NEW BRUNSWICK, N.J., Nov 9, 2004 /PRNewswire via COMTEX/ -- Researchers from the University of Medicine and Dentistry (UMDNJ) -- Robert Wood Johnson Medical School today announced the results of a study that shows giving a psyllium supplement to patients currently taking simvastatin 10 mg for lowering LDL cholesterol is as effective as taking a double-dose of simvastatin (20 mg) alone. The study was presented today at the American Heart Association's scientific sessions in New Orleans.
"The results of this study present a breakthrough in the treatment of high-cholesterol, providing patients with a viable option to taking high-dosage statins to lower cholesterol," said Abel E. Moreyra, MD, professor of medicine at UMDNJ-Robert Wood Johnson Medical School, and lead author of the study. "This is an important new perspective because while statins are a safe and effective way to lower cholesterol, there are risks associated with a higher dosage treatment."
The 12-week study, which included a four-week diet stabilization period, comprised 67 patients with baseline LDL cholesterol ranging from 161 to 186 mg/dL. Patients were assigned one of three random treatment groups. One group received simvastatin 20 mg plus placebo; another simvastatin 10 mg plus placebo; and the third simvastatin 10 mg plus psyllium (Metamucil). Following eight weeks of treatment, the researchers found that patients taking psyllium supplementation had an additional six percent reduction in LDL cholesterol compared to those taking the 10 mg statin drug alone.
According to the American Heart Association, approximately 37 million adults have total cholesterol levels of 240 mg/dL or higher, which puts them at high risk for developing heart disease. When there is too much cholesterol in the blood, cholesterol and other substances build up in the walls of the arteries. Over time, the build-up causes "hardening of the arteries" so that arteries become narrowed and blood flow to the heart is restricted. Blood carries oxygen to the heart, and if the flow is severely restricted, a heart attack could result.
"This new research further validates what doctors and researchers have been saying for decades -- fiber plays a critical factor in a nutritionally balanced diet," said James Anderson, M.D., chairman of the National Fiber Council and professor of the Metabolic Research Group at the University of Kentucky. "With millions of Americans falling short of the recommended 32 grams of fiber per day, these findings make it even more critical for physicians to educate all consumers about how fiber works in the digestive system and how it contributes to overall health."

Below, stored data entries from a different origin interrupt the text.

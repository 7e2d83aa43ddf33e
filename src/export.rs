//! The export pipeline: stage every artifact an application needs for one
//! platform and emit the lift manifest the assembler consumes.
//!
//! Goals:
//! - one fresh staging directory per platform, never a half-written one
//! - locally supplied files are verified before they are linked in
//! - artifacts are symlinked from the cache, never copied

use std::collections::BTreeMap;
use std::fs;
use std::path::{Path, PathBuf};

use anyhow::{bail, Context, Result};

use crate::a_scie::ReleaseSource;
use crate::fetch::Fetcher;
use crate::lift::{self, BuildInfo, Manifest};
use crate::model::{Application, Command, Env, File, FileSource};
use crate::platform::Platform;

const DEFAULT_PTEX_ARGV1: &str = "{scie.lift}";

/// A `--file <id>=<path>` mapping naming where a provided file's content
/// lives on the local filesystem.
#[derive(Debug, Clone, PartialEq, Eq)]
pub struct FileMapping {
    pub id: String,
    pub path: PathBuf,
}

impl FileMapping {
    pub fn parse(spec: &str) -> Result<FileMapping> {
        match spec.split_once('=') {
            Some((id, path)) if !id.is_empty() && !path.is_empty() => Ok(FileMapping {
                id: id.to_string(),
                path: PathBuf::from(path),
            }),
            _ => bail!(
                "Invalid file mapping '{spec}'. Expected the form <file id>=<local path>."
            ),
        }
    }
}

#[derive(Debug, Clone)]
pub struct ExportOptions {
    pub file_mappings: Vec<FileMapping>,
    pub dest_dir: PathBuf,
    pub force: bool,
    /// Overrides the application's platform set when present.
    pub platforms: Option<Vec<Platform>>,
    pub include_provenance: bool,
}

/// Stage the application for each requested platform and emit one lift
/// manifest per platform, returning the manifest paths in platform order.
pub fn export(
    app: &Application,
    fetcher: &Fetcher,
    releases: &ReleaseSource,
    options: &ExportOptions,
) -> Result<Vec<(Platform, PathBuf)>> {
    let platforms: Vec<Platform> = match &options.platforms {
        Some(platforms) => platforms.clone(),
        None => app.platforms.iter().copied().collect(),
    };

    fs::create_dir_all(&options.dest_dir).with_context(|| {
        format!(
            "Failed to create export destination {}",
            options.dest_dir.display()
        )
    })?;

    let mut manifests = Vec::with_capacity(platforms.len());
    for platform in platforms {
        let staging_dir = options.dest_dir.join(platform.as_str());
        prepare_staging_dir(&staging_dir, options.force)?;
        println!(
            "Exporting {} for {platform} to {}",
            app.name,
            staging_dir.display()
        );
        let manifest_path = export_platform(app, fetcher, releases, options, platform, &staging_dir)?;
        manifests.push((platform, manifest_path));
    }
    Ok(manifests)
}

fn prepare_staging_dir(staging_dir: &Path, force: bool) -> Result<()> {
    if staging_dir.exists() {
        if !force {
            bail!(
                "The export directory {} already exists. Use --force to replace it.",
                staging_dir.display()
            );
        }
        fs::remove_dir_all(staging_dir).with_context(|| {
            format!(
                "Failed to remove existing export directory {}",
                staging_dir.display()
            )
        })?;
    }
    fs::create_dir_all(staging_dir)
        .with_context(|| format!("Failed to create export directory {}", staging_dir.display()))?;
    Ok(())
}

fn export_platform(
    app: &Application,
    fetcher: &Fetcher,
    releases: &ReleaseSource,
    options: &ExportOptions,
    platform: Platform,
    staging_dir: &Path,
) -> Result<PathBuf> {
    // Interpreter distributions come first in the file list, in declaration
    // order, followed by the application's own files.
    let mut files: Vec<File> = Vec::with_capacity(app.files.len() + app.interpreters.len());
    let mut local_paths: BTreeMap<String, PathBuf> = BTreeMap::new();
    let mut fetch_urls: BTreeMap<String, String> = BTreeMap::new();

    for interpreter in app.interpreters.values() {
        // An interpreter without a distribution for this platform simply
        // contributes nothing to it.
        let Some(distribution) = interpreter.provider.distribution(fetcher, platform)? else {
            continue;
        };
        match distribution.source {
            crate::providers::DistributionSource::Url(url) => {
                fetch_urls.insert(distribution.file.name.clone(), url);
            }
            crate::providers::DistributionSource::Path(path) => {
                local_paths.insert(distribution.file.name.clone(), path);
            }
        }
        files.push(distribution.file);
    }
    for file in &app.files {
        if let FileSource::Fetch(Some(url)) = &file.source {
            fetch_urls.insert(file.name.clone(), url.clone());
        }
    }
    files.extend(app.files.iter().cloned());

    // Lazy distributions land as runtime-fetched files above, so the file
    // list alone decides whether fetch support is needed on this platform.
    let needs_fetch = files
        .iter()
        .any(|file| matches!(file.source, FileSource::Fetch(_)));

    let mut bindings: Vec<Command> = Vec::with_capacity(app.bindings.len() + 1);
    if needs_fetch {
        let (ptex_file, ptex_path) = releases.ptex(fetcher, app.ptex.as_ref(), platform)?;
        let argv1 = app
            .ptex
            .as_ref()
            .map(|ptex| ptex.argv1.clone())
            .unwrap_or_else(|| DEFAULT_PTEX_ARGV1.to_string());
        bindings.push(Command {
            name: Some("fetch".to_string()),
            description: None,
            exe: ptex_file.placeholder(),
            args: vec![argv1],
            env: Env::default(),
        });
        local_paths.insert(ptex_file.name.clone(), ptex_path);
        files.insert(0, ptex_file);
    }
    bindings.extend(app.bindings.iter().cloned());

    for file in &files {
        match &file.source {
            FileSource::Fetch(_) | FileSource::Binding(_) => continue,
            FileSource::Provided => {}
        }
        let local_path = match local_paths.get(&file.name) {
            // Already fetched and verified through the cache.
            Some(path) => path.clone(),
            None => resolve_provided_file(file, &options.file_mappings)?,
        };
        let link_path = staging_dir.join(&file.name);
        symlink_file(&local_path, &link_path)?;
    }

    let manifest_path = staging_dir.join("lift.json");
    let mut out = fs::File::create(&manifest_path)
        .with_context(|| format!("Failed to create {}", manifest_path.display()))?;
    lift::emit_manifest(
        &mut out,
        &Manifest {
            name: &app.name,
            description: app.description.as_deref(),
            load_dotenv: app.load_dotenv,
            scie_jump: &app.scie_jump,
            platform,
            interpreter_groups: &app.interpreter_groups,
            files: &files,
            commands: &app.commands,
            bindings: &bindings,
            fetch_urls: &fetch_urls,
            build_info: options.include_provenance.then(provenance),
        },
    )?;
    Ok(manifest_path)
}

/// Locate a provided file's local content through the `--file` mappings,
/// falling back to the working directory, and verify it before it is used.
fn resolve_provided_file(file: &File, mappings: &[FileMapping]) -> Result<PathBuf> {
    let path = mappings
        .iter()
        .find(|mapping| mapping.id == file.id())
        .map(|mapping| mapping.path.clone())
        .unwrap_or_else(|| PathBuf::from(&file.name));
    if !path.exists() {
        bail!(
            "The file '{}' is not found at {}. Use --file {}=<local path> to point at its \
             content.",
            file.id(),
            path.display(),
            file.id()
        );
    }
    file.check_digest(&path)?;
    Ok(path)
}

#[cfg(unix)]
fn symlink_file(target: &Path, link: &Path) -> Result<()> {
    let target = target
        .canonicalize()
        .with_context(|| format!("Failed to resolve {}", target.display()))?;
    std::os::unix::fs::symlink(&target, link).with_context(|| {
        format!(
            "Failed to link {} into the export directory at {}",
            target.display(),
            link.display()
        )
    })
}

#[cfg(not(unix))]
fn symlink_file(target: &Path, link: &Path) -> Result<()> {
    // Symlink creation needs elevated rights on some Windows setups; fall
    // back to a copy.
    if std::os::windows::fs::symlink_file(target, link).is_ok() {
        return Ok(());
    }
    fs::copy(target, link).map(|_| ()).with_context(|| {
        format!(
            "Failed to place {} into the export directory at {}",
            target.display(),
            link.display()
        )
    })
}

fn provenance() -> BuildInfo {
    let version = env!("CARGO_PKG_VERSION");
    BuildInfo {
        note: format!("Generated by scie-builder {version}."),
        version: version.to_string(),
        binary_url: format!("https://crates.io/crates/scie-builder/{version}"),
    }
}
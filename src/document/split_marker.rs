//! Split markers tying block fragments back to their original block

use crate::document::ContentNode;
use std::cell::Cell;
use std::fmt;

/// Reserved attribute holding the split id
pub const SPLIT_ID_ATTR: &str = "split-id";

/// Reserved attribute holding the fragment part (0 or 1)
pub const SPLIT_PART_ATTR: &str = "split-part";

/// How a chain of fragments was produced
#[derive(Debug, Clone, Copy, PartialEq, Eq, Hash)]
pub enum SplitStrategy {
    /// Cut between immediate children
    ChildBoundary,
    /// Cut inside the linearized text
    TextBoundary,
}

impl SplitStrategy {
    fn prefix(self) -> char {
        match self {
            SplitStrategy::ChildBoundary => 'c',
            SplitStrategy::TextBoundary => 't',
        }
    }
}

/// Which side of a split a fragment is
#[derive(Debug, Clone, Copy, PartialEq, Eq, PartialOrd, Ord, Hash)]
pub enum SplitPart {
    First,
    Rest,
}

impl SplitPart {
    pub fn as_u8(self) -> u8 {
        match self {
            SplitPart::First => 0,
            SplitPart::Rest => 1,
        }
    }
}

/// Opaque identifier shared by sibling fragments
#[derive(Debug, Clone, PartialEq, Eq, Hash)]
pub struct SplitId(String);

impl SplitId {
    pub fn new(raw: impl Into<String>) -> Self {
        Self(raw.into())
    }

    pub fn as_str(&self) -> &str {
        &self.0
    }

    /// Strategy encoded in ids minted by [`SplitIdGenerator`]
    pub fn strategy(&self) -> Option<SplitStrategy> {
        match self.0.chars().next() {
            Some('c') => Some(SplitStrategy::ChildBoundary),
            Some('t') => Some(SplitStrategy::TextBoundary),
            _ => None,
        }
    }
}

impl fmt::Display for SplitId {
    fn fmt(&self, f: &mut fmt::Formatter<'_>) -> fmt::Result {
        f.write_str(&self.0)
    }
}

/// Marker attached to the root of a fragment
#[derive(Debug, Clone, PartialEq, Eq)]
pub struct SplitMarker {
    pub split_id: SplitId,
    pub part: SplitPart,
}

impl SplitMarker {
    pub fn new(split_id: SplitId, part: SplitPart) -> Self {
        Self { split_id, part }
    }

    /// Read the marker from a node's reserved attributes
    pub fn read(node: &ContentNode) -> Option<Self> {
        let id = node.attr(SPLIT_ID_ATTR)?.trim();
        if id.is_empty() {
            return None;
        }
        let part = match node.attr(SPLIT_PART_ATTR).map(str::trim) {
            Some("0") => SplitPart::First,
            _ => SplitPart::Rest,
        };
        Some(Self::new(SplitId::new(id), part))
    }

    /// Stamp the marker onto a node
    pub fn apply(&self, node: ContentNode) -> ContentNode {
        node.with_attr(SPLIT_ID_ATTR, self.split_id.as_str())
            .with_attr(SPLIT_PART_ATTR, self.part.as_u8().to_string())
    }
}

/// Copy of `node` without marker attributes
pub fn strip_marker(node: &ContentNode) -> ContentNode {
    node.without_attrs(&[SPLIT_ID_ATTR, SPLIT_PART_ATTR])
}

/// Mints split ids unique within one loaded session
#[derive(Debug)]
pub struct SplitIdGenerator {
    session: u64,
    next: Cell<u64>,
}

impl Default for SplitIdGenerator {
    fn default() -> Self {
        Self::new(0)
    }
}

impl SplitIdGenerator {
    pub fn new(session: u64) -> Self {
        Self {
            session,
            next: Cell::new(0),
        }
    }

    pub fn session(&self) -> u64 {
        self.session
    }

    /// Allocate a fresh id for a chain produced by `strategy`
    pub fn next_id(&self, strategy: SplitStrategy) -> SplitId {
        let seq = self.next.get();
        self.next.set(seq + 1);
        SplitId(format!("{}{:x}-{}", strategy.prefix(), self.session, seq))
    }
}
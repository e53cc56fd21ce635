//! Splitting inside the linearized text

use crate::document::ContentNode;
use crate::layout::{MeasurementOracle, EPSILON};
use unicode_segmentation::UnicodeSegmentation;

/// First char offset (over the linearized text) whose line box ends
/// below `budget`, found by probing each run's last char and then
/// binary-searching the run that crosses the boundary
pub(crate) fn natural_break<O: MeasurementOracle + ?Sized>(
    node: &ContentNode,
    budget: f32,
    oracle: &O,
) -> Option<usize> {
    let fits = |run: usize, offset: usize| {
        oracle.probe_position(node, run, offset).bottom <= budget + EPSILON
    };

    let mut run_start = 0;
    for (run_idx, run) in node.text_runs().iter().enumerate() {
        let len = run.chars().count();
        if len == 0 || fits(run_idx, len - 1) {
            run_start += len;
            continue;
        }

        // Invariant: offsets >= hi overflow
        let (mut lo, mut hi) = (0, len - 1);
        while lo < hi {
            let mid = lo + (hi - lo) / 2;
            if fits(run_idx, mid) {
                lo = mid + 1;
            } else {
                hi = mid;
            }
        }
        return Some(run_start + lo);
    }
    None
}

/// Choose the cut offset for a natural break.
///
/// Backs up to the nearest whitespace at or before `natural`. Without one,
/// a single-run block is not splittable; a multi-run block is cut at the
/// last grapheme boundary not after `natural`.
pub(crate) fn choose_offset(runs: &[&str], natural: usize) -> Option<usize> {
    if natural == 0 {
        return None;
    }
    let text: String = runs.concat();
    let chars: Vec<char> = text.chars().collect();
    if natural >= chars.len() {
        return None;
    }

    if let Some(at) = (1..=natural).rev().find(|&i| chars[i].is_whitespace()) {
        return Some(at);
    }
    if runs.iter().filter(|run| !run.is_empty()).count() < 2 {
        return None;
    }

    let mut char_idx = 0;
    let mut best = None;
    let mut last_byte = 0;
    for (byte, _) in text.grapheme_indices(true) {
        char_idx += text[last_byte..byte].chars().count();
        last_byte = byte;
        if char_idx > natural {
            break;
        }
        if char_idx > 0 {
            best = Some(char_idx);
        }
    }
    best
}

/// Cut a block's text so the first half fits in `budget`
pub(crate) fn split_at_text<O: MeasurementOracle + ?Sized>(
    node: &ContentNode,
    budget: f32,
    oracle: &O,
) -> Option<(ContentNode, ContentNode)> {
    let natural = natural_break(node, budget, oracle)?;
    let runs = node.text_runs();
    let at = choose_offset(&runs, natural)?;
    let total = node.text_len();
    Some((node.slice_text(0..at), node.slice_text(at..total)))
}

#[cfg(test)]
mod tests {
    use super::*;
    use crate::layout::{Measurement, TextProbe};

    /// One char per 1px line across all runs
    struct CharLines;

    impl MeasurementOracle for CharLines {
        fn measure(&self, node: &ContentNode) -> Measurement {
            Measurement {
                height: node.text_len() as f32,
                ..Measurement::default()
            }
        }

        fn probe_position(&self, node: &ContentNode, run: usize, offset: usize) -> TextProbe {
            let before: usize = node.text_runs()[..run]
                .iter()
                .map(|r| r.chars().count())
                .sum();
            let top = (before + offset) as f32;
            TextProbe {
                top,
                bottom: top + 1.0,
            }
        }
    }

    #[test]
    fn test_natural_break_across_runs() {
        let node = ContentNode::new("p")
            .with_text("abcd")
            .with_element(ContentNode::new("i").with_text("efgh"));
        assert_eq!(natural_break(&node, 6.0, &CharLines), Some(6));
        assert_eq!(natural_break(&node, 2.0, &CharLines), Some(2));
        assert_eq!(natural_break(&node, 8.0, &CharLines), None);
    }

    #[test]
    fn test_backs_up_to_whitespace() {
        assert_eq!(choose_offset(&["hello world again"], 14), Some(11));
        assert_eq!(choose_offset(&["hello world"], 5), Some(5));
    }

    #[test]
    fn test_single_run_without_whitespace_rejects() {
        assert_eq!(choose_offset(&["abcdefgh"], 4), None);
        assert_eq!(choose_offset(&["abc def"], 0), None);
    }

    #[test]
    fn test_multi_run_snaps_to_grapheme() {
        // "e" + combining acute spans chars 4..6
        assert_eq!(choose_offset(&["abcde\u{301}", "fg"], 5), Some(4));
        assert_eq!(choose_offset(&["abcd", "efgh"], 6), Some(6));
    }

    #[test]
    fn test_split_keeps_formatting_on_both_sides() {
        let node = ContentNode::new("p")
            .with_text("one two ")
            .with_element(ContentNode::new("b").with_text("three four"))
            .with_text(" five");
        // natural break inside "four", backs up to the space before it
        let (first, second) = split_at_text(&node, 15.0, &CharLines).unwrap();
        assert_eq!(first.text(), "one two three");
        assert_eq!(second.text(), " four five");
        assert_eq!(first.to_markup(), "<p>one two <b>three</b></p>");
        assert_eq!(second.to_markup(), "<p><b> four</b> five</p>");
    }
}
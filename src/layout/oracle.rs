//! Measurement oracle seam
//!
//! The engine never computes layout itself. Heights, margins, break hints
//! and character positions all come from an oracle, normally backed by a
//! real renderer; [`MetricsOracle`](crate::layout::MetricsOracle) is the
//! in-crate implementation over fixed font metrics.

use crate::document::ContentNode;

/// Rendered geometry of one node
#[derive(Debug, Clone, Copy, Default, PartialEq)]
pub struct Measurement {
    /// Border-box height
    pub height: f32,
    pub margin_top: f32,
    pub margin_bottom: f32,
    pub break_before: bool,
    pub break_after: bool,
}

impl Measurement {
    /// Height including both margins
    pub fn outer_height(&self) -> f32 {
        self.margin_top + self.height + self.margin_bottom
    }
}

/// Vertical extent of the line box holding one character,
/// relative to the block's content top
#[derive(Debug, Clone, Copy, Default, PartialEq)]
pub struct TextProbe {
    pub top: f32,
    pub bottom: f32,
}

/// Source of rendered geometry
pub trait MeasurementOracle {
    /// Measure a detached node as it would render at the top of a page
    fn measure(&self, node: &ContentNode) -> Measurement;

    /// Where the character at `char_offset` of text run `run_index`
    /// (runs in the order of [`ContentNode::text_runs`]) lands vertically
    fn probe_position(&self, node: &ContentNode, run_index: usize, char_offset: usize)
        -> TextProbe;
}

impl<T: MeasurementOracle + ?Sized> MeasurementOracle for &T {
    fn measure(&self, node: &ContentNode) -> Measurement {
        (**self).measure(node)
    }

    fn probe_position(
        &self,
        node: &ContentNode,
        run_index: usize,
        char_offset: usize,
    ) -> TextProbe {
        (**self).probe_position(node, run_index, char_offset)
    }
}
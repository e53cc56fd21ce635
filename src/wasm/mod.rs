//! WASM bindings for the pager

use crate::controller::PassOutcome;
use crate::editing::TreeCaret;
use crate::{Pager, PagerConfig};
use serde::{Deserialize, Serialize};
use wasm_bindgen::prelude::*;

/// Initialize panic hook for better error messages
#[wasm_bindgen(start)]
pub fn init() {
    #[cfg(feature = "console_error_panic_hook")]
    console_error_panic_hook::set_once();
}

/// WASM-exposed pager wrapper
#[wasm_bindgen]
pub struct WasmPager {
    pager: Pager,
}

#[wasm_bindgen]
impl WasmPager {
    /// Create a pager with the default page (A4, 1" margins)
    #[wasm_bindgen(constructor)]
    pub fn new() -> Self {
        Self {
            pager: Pager::default(),
        }
    }

    /// Create a pager from a JSON config
    #[wasm_bindgen(js_name = withConfig)]
    pub fn with_config(config_json: &str) -> Result<WasmPager, JsError> {
        let config = PagerConfig::from_json(config_json)?;
        Ok(Self {
            pager: Pager::new(config)?,
        })
    }

    /// Replace the document; returns the outcome as JSON
    pub fn load(&mut self, markup: &str) -> Result<String, JsError> {
        let outcome = self.pager.load(markup)?;
        Ok(outcome_json(&outcome))
    }

    /// Replace one block (flat page order) with new markup
    #[wasm_bindgen(js_name = replaceBlock)]
    pub fn replace_block(&mut self, index: usize, markup: &str) -> Result<bool, JsError> {
        Ok(self.pager.replace_block(index, markup, current_timestamp())?)
    }

    #[wasm_bindgen(js_name = insertBlock)]
    pub fn insert_block(&mut self, index: usize, markup: &str) -> Result<bool, JsError> {
        Ok(self.pager.insert_block(index, markup, current_timestamp())?)
    }

    #[wasm_bindgen(js_name = removeBlock)]
    pub fn remove_block(&mut self, index: usize) -> bool {
        self.pager.remove_block(index, current_timestamp())
    }

    /// Notify that the host mutated content it owns
    #[wasm_bindgen(js_name = notifyMutation)]
    pub fn notify_mutation(&mut self) {
        self.pager
            .dispatch(crate::PagerEvent::Mutation { at_ms: current_timestamp() });
    }

    /// Run a pass if the debounce expired; returns the outcome JSON or an empty string
    pub fn tick(&mut self) -> String {
        self.pager
            .tick(current_timestamp())
            .map(|outcome| outcome_json(&outcome))
            .unwrap_or_default()
    }

    /// Re-paginate immediately
    pub fn flush(&mut self) -> String {
        outcome_json(&self.pager.flush())
    }

    /// The host painted the last committed partition
    pub fn painted(&mut self) {
        self.pager.painted();
    }

    /// Set the caret from JSON `{"blockIndex", "path", "offset"}`
    #[wasm_bindgen(js_name = setCaret)]
    pub fn set_caret(&mut self, caret_json: &str) -> Result<(), JsError> {
        let info: CaretInfo = serde_json::from_str(caret_json)?;
        self.pager.set_caret(Some(TreeCaret::new(
            info.block_index,
            info.path.into_iter().collect(),
            info.offset,
        )));
        Ok(())
    }

    /// Current caret as JSON, or an empty string
    #[wasm_bindgen(js_name = getCaret)]
    pub fn get_caret(&self) -> String {
        self.pager
            .caret()
            .map(|caret| {
                let info = CaretInfo {
                    block_index: caret.block_index,
                    path: caret.path.to_vec(),
                    offset: caret.offset,
                };
                serde_json::to_string(&info).unwrap_or_default()
            })
            .unwrap_or_default()
    }

    /// Get page count
    #[wasm_bindgen(js_name = getPageCount)]
    pub fn get_page_count(&self) -> usize {
        self.pager.page_count()
    }

    /// Full pagination report (JSON)
    #[wasm_bindgen(js_name = getReport)]
    pub fn get_report(&self) -> String {
        serde_json::to_string(&self.pager.report()).unwrap_or_default()
    }

    /// Serialized blocks of the last pass (JSON array)
    #[wasm_bindgen(js_name = getCachedMarkup)]
    pub fn get_cached_markup(&self) -> String {
        serde_json::to_string(self.pager.cached_markup()).unwrap_or_default()
    }

    /// Document with split fragments merged (JSON array)
    #[wasm_bindgen(js_name = getDocumentMarkup)]
    pub fn get_document_markup(&self) -> String {
        serde_json::to_string(&self.pager.document_markup()).unwrap_or_default()
    }

    /// Get layout constraints (JSON)
    #[wasm_bindgen(js_name = getLayoutConstraints)]
    pub fn get_layout_constraints(&self) -> String {
        let c = self.pager.config().constraints();
        let constraints = LayoutConstraintsJS {
            page_width: c.page_width,
            page_height: c.page_height,
            margin_top: c.margin_top,
            margin_bottom: c.margin_bottom,
            margin_left: c.margin_left,
            margin_right: c.margin_right,
            content_width: c.content_width(),
            content_height: c.content_height(),
        };
        serde_json::to_string(&constraints).unwrap_or_default()
    }
}

impl Default for WasmPager {
    fn default() -> Self {
        Self::new()
    }
}

/// Recombine serialized fragments (JSON array in, JSON array out)
#[wasm_bindgen(js_name = recombineMarkup)]
pub fn recombine_markup(fragments_json: &str) -> Result<String, JsError> {
    let fragments: Vec<String> = serde_json::from_str(fragments_json)?;
    Ok(serde_json::to_string(&crate::split::recombine_markup(&fragments))?)
}

#[derive(Serialize, Deserialize)]
#[serde(rename_all = "camelCase")]
pub struct CaretInfo {
    pub block_index: usize,
    #[serde(default)]
    pub path: Vec<usize>,
    pub offset: usize,
}

#[derive(Serialize, Deserialize)]
#[serde(rename_all = "camelCase")]
pub struct OutcomeInfo {
    pub committed: bool,
    pub page_count: usize,
    pub cursor_block: Option<usize>,
    pub cursor_offset: Option<usize>,
}

#[derive(Serialize, Deserialize)]
#[serde(rename_all = "camelCase")]
pub struct LayoutConstraintsJS {
    pub page_width: f32,
    pub page_height: f32,
    pub margin_top: f32,
    pub margin_bottom: f32,
    pub margin_left: f32,
    pub margin_right: f32,
    pub content_width: f32,
    pub content_height: f32,
}

fn outcome_json(outcome: &PassOutcome) -> String {
    let cursor = match outcome {
        PassOutcome::Committed { cursor, .. } => *cursor,
        PassOutcome::Unchanged { .. } => None,
    };
    let info = OutcomeInfo {
        committed: outcome.is_committed(),
        page_count: outcome.page_count(),
        cursor_block: cursor.map(|c| c.block_index),
        cursor_offset: cursor.map(|c| c.text_offset),
    };
    serde_json::to_string(&info).unwrap_or_default()
}

/// Get current timestamp in milliseconds
fn current_timestamp() -> u64 {
    #[cfg(target_arch = "wasm32")]
    {
        js_sys::Date::now() as u64
    }
    #[cfg(not(target_arch = "wasm32"))]
    {
        use std::time::{SystemTime, UNIX_EPOCH};
        SystemTime::now()
            .duration_since(UNIX_EPOCH)
            .map(|d| d.as_millis() as u64)
            .unwrap_or(0)
    }
}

Joining Dr. Moreyra as researchers on this study were Alan C. Wilson, PhD, associate professor of medicine at UMDNJ-Robert Wood Johnson Medical School, and Ashraf Koraym, MD, a graduate of the Cardiology Fellowship Program at the medical school.
About UMDNJ-Robert Wood Johnson Medical School
As one of the nation's leading comprehensive medical schools, UMDNJ-Robert Wood Johnson Medical School with campuses in New Brunswick, Piscataway and Camden, is dedicated to the pursuit of excellence in education, research, health care delivery and the promotion of community health for the residents of New Jersey. With 2,500 full-time and volunteer faculty, the medical school maintains educational programs at the undergraduate, graduate and postgraduate levels for more than 1,500 students, as well as continuing education courses for health care professionals and community education programs.
The medical school encompasses 21 basic science and clinical departments and also integrates diverse clinical programs conducted at its 34 hospital affiliates and numerous ambulatory care sites in the region. UMDNJ-Robert Wood Johnson Medical School also includes 85 centers and institutes; among them are The Cancer Institute of New Jersey, the Cardiovascular Institute, the Child Health Institute of New Jersey, the Center for Advanced Biotechnology and Medicine, and the Environmental and Occupational Health Sciences Institute.